### Activity
Compute the number of lines in the following data that include the word "attached", and output that number alone.

(Collected data)
--- --- ---
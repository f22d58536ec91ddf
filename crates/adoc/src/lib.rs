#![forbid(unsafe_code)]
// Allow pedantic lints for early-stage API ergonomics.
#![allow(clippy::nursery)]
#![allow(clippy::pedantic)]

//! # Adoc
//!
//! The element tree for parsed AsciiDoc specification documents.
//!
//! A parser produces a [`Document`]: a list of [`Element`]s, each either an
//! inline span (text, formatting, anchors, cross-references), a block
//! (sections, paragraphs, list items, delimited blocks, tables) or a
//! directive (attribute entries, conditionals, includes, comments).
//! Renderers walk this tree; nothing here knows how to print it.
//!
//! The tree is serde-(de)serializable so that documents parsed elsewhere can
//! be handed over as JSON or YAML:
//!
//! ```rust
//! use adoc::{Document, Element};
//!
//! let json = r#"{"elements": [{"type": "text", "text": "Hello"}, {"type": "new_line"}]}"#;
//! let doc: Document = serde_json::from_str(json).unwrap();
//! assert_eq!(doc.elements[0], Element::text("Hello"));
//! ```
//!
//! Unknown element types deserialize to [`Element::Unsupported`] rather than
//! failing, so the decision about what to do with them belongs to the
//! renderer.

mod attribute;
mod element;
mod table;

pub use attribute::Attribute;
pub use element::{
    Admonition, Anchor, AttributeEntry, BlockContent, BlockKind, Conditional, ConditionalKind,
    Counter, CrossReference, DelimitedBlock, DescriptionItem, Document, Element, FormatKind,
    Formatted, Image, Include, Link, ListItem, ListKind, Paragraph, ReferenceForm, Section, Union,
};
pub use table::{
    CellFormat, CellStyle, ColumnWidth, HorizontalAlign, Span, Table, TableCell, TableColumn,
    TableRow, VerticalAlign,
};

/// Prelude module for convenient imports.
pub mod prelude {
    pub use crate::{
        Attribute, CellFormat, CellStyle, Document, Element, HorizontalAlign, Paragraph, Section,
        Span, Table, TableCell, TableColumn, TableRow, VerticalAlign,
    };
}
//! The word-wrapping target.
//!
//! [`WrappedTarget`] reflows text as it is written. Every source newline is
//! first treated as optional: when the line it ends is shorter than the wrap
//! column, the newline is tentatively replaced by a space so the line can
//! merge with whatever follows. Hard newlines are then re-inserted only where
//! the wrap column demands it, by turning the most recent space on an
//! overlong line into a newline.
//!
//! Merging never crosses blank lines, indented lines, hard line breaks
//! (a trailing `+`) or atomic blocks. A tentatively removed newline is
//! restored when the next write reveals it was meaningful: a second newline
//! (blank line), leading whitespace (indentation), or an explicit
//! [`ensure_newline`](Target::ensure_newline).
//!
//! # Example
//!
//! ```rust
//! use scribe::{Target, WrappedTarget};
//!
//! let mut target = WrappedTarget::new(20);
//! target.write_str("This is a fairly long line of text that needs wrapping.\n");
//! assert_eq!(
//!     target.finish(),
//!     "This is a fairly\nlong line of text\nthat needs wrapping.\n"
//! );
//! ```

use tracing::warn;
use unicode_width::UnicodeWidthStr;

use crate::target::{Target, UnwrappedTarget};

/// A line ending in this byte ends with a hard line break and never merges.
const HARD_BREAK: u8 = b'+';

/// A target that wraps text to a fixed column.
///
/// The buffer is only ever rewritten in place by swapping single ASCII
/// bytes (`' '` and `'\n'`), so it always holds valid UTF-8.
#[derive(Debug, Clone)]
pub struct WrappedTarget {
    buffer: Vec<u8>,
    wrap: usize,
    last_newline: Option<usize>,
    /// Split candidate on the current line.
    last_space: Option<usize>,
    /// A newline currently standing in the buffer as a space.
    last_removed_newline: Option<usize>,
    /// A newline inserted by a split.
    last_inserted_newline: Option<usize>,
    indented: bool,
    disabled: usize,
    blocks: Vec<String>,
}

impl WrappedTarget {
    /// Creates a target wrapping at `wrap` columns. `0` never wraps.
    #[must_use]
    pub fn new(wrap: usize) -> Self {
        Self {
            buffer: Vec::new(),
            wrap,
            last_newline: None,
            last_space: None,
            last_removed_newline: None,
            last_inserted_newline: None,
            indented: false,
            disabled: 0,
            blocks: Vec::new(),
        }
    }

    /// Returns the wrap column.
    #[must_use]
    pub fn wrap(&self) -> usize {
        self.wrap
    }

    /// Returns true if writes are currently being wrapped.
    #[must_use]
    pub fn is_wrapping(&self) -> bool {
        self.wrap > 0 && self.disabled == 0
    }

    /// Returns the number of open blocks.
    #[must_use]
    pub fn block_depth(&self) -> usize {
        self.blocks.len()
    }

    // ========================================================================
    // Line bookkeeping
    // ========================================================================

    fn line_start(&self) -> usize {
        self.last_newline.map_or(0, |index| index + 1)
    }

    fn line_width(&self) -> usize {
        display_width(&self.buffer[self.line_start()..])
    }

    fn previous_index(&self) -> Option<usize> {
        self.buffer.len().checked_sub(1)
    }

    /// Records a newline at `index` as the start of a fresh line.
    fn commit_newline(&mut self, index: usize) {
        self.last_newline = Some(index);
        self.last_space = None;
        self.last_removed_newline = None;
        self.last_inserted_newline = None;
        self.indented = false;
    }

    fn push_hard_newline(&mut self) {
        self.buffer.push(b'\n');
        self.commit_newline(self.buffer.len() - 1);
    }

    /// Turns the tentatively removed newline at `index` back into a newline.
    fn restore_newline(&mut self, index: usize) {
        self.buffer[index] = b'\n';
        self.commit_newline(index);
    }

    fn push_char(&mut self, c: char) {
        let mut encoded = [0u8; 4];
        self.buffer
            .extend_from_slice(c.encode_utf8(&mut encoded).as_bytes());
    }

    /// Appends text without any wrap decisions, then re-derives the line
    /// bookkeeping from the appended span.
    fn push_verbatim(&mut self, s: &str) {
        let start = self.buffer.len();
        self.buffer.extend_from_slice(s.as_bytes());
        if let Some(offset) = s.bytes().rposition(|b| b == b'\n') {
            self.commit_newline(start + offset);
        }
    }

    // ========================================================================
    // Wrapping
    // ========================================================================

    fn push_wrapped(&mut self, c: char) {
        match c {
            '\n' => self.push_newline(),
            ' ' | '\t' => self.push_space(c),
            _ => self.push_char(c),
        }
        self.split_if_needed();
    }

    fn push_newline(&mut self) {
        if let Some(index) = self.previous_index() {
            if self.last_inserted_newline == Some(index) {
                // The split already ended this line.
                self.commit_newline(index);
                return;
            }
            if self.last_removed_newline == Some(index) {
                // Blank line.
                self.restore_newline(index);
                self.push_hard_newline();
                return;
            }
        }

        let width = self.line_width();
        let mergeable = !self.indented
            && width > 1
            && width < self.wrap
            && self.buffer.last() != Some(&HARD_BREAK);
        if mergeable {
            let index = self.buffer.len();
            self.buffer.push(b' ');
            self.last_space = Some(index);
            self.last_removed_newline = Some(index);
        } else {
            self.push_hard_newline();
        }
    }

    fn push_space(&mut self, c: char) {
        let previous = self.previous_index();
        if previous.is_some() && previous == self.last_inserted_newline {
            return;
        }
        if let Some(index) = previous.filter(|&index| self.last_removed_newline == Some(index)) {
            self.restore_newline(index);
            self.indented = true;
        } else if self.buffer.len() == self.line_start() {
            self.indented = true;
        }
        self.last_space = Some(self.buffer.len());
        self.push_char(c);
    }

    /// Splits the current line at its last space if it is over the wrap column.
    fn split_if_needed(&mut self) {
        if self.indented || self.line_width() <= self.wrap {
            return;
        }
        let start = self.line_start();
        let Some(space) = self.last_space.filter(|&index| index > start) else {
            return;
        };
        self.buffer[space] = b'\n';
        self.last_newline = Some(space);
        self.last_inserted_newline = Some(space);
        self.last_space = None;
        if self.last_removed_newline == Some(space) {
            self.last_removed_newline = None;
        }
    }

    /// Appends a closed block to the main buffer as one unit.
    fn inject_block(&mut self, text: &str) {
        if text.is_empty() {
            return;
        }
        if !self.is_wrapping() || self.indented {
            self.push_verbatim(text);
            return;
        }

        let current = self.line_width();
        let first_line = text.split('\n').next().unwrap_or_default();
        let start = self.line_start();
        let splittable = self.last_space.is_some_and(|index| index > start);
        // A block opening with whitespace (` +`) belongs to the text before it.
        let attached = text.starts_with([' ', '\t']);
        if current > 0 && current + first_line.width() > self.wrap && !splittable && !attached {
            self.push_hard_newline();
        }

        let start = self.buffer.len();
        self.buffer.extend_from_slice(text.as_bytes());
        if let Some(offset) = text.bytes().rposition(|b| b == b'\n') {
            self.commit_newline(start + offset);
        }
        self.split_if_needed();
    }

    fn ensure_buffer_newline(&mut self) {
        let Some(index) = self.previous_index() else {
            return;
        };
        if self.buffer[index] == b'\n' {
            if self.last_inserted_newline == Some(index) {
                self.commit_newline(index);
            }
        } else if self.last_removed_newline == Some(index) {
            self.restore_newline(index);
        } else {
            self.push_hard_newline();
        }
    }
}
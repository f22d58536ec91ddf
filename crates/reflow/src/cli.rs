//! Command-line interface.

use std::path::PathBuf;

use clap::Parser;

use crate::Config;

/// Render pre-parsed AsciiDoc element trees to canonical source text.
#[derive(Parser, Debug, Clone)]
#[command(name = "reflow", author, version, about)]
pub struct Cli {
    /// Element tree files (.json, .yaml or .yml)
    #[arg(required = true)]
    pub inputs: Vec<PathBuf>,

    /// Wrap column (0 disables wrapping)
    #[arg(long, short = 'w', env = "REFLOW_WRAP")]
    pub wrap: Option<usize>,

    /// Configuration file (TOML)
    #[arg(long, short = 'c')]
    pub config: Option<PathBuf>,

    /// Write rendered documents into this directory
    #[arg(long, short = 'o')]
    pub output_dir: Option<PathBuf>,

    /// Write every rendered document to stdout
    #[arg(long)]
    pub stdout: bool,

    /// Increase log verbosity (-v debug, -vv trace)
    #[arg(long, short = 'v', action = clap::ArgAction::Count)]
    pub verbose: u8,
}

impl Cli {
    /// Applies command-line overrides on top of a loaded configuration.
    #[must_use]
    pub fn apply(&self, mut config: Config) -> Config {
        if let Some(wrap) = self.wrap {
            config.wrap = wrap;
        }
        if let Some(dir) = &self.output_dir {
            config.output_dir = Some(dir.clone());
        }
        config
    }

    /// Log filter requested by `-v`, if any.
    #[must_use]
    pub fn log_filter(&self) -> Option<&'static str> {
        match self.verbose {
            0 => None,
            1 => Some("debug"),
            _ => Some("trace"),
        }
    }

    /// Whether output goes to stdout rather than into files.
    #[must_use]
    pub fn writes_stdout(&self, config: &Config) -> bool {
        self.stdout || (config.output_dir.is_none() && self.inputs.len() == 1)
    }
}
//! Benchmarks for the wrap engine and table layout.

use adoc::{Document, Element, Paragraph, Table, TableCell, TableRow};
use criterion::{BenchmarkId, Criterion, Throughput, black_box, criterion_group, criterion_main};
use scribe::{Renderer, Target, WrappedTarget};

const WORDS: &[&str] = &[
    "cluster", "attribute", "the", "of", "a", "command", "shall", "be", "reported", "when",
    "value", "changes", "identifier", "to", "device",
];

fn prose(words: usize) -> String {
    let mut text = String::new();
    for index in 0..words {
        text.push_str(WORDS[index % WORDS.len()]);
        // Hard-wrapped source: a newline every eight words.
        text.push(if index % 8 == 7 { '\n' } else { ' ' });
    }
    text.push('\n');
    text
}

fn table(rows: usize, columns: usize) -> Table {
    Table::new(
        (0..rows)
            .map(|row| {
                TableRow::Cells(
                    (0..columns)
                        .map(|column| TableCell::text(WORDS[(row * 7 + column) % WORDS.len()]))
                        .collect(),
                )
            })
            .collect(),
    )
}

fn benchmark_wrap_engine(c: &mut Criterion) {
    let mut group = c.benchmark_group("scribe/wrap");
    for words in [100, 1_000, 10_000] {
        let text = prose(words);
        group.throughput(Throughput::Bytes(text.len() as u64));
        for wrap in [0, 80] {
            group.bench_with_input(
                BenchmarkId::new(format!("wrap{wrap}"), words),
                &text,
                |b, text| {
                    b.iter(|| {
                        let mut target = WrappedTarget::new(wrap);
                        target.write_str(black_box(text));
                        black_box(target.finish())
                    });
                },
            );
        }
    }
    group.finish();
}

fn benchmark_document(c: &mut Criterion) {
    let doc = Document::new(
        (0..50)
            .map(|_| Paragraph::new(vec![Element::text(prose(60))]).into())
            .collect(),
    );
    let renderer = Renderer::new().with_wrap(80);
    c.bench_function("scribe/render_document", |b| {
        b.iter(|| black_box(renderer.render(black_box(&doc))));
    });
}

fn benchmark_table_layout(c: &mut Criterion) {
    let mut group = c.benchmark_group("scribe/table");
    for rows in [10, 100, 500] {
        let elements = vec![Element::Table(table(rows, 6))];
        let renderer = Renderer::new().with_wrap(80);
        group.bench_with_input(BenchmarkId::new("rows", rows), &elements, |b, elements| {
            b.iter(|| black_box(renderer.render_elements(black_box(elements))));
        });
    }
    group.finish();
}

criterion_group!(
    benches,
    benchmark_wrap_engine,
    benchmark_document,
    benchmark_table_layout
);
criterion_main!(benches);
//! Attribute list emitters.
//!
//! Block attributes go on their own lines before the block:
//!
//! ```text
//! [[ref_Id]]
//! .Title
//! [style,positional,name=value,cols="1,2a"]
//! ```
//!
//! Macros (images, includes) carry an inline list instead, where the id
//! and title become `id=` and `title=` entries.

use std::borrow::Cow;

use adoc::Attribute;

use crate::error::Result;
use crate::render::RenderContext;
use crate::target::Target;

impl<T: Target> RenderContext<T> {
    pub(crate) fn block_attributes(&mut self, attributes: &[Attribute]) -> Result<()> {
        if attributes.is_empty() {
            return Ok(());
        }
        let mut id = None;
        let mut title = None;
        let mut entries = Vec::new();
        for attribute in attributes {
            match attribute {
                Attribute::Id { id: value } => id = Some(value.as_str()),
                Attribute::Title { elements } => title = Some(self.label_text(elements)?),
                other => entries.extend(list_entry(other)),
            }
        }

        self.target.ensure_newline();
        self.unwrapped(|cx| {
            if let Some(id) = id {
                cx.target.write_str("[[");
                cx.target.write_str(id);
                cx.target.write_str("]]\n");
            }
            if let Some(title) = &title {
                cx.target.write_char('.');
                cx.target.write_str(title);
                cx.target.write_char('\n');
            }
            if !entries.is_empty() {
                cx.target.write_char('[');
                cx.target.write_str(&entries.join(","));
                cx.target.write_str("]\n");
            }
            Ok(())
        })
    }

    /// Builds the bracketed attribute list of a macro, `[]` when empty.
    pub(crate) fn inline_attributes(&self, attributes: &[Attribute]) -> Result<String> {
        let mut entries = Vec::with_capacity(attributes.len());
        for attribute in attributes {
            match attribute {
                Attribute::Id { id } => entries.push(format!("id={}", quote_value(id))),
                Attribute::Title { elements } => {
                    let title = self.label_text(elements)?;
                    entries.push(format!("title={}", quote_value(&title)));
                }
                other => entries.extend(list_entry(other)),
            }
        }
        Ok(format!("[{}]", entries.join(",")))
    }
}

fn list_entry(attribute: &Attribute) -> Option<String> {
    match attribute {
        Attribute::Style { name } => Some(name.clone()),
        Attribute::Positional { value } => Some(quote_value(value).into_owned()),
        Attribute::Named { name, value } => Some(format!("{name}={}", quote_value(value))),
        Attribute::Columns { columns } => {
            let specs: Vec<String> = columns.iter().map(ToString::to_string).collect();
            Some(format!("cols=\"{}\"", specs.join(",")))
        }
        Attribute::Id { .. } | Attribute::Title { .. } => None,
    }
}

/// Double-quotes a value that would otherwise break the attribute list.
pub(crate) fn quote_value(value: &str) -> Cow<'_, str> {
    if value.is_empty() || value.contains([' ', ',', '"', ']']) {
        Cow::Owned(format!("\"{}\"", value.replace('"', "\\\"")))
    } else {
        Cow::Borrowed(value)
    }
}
--- --- ---
### Expected output
2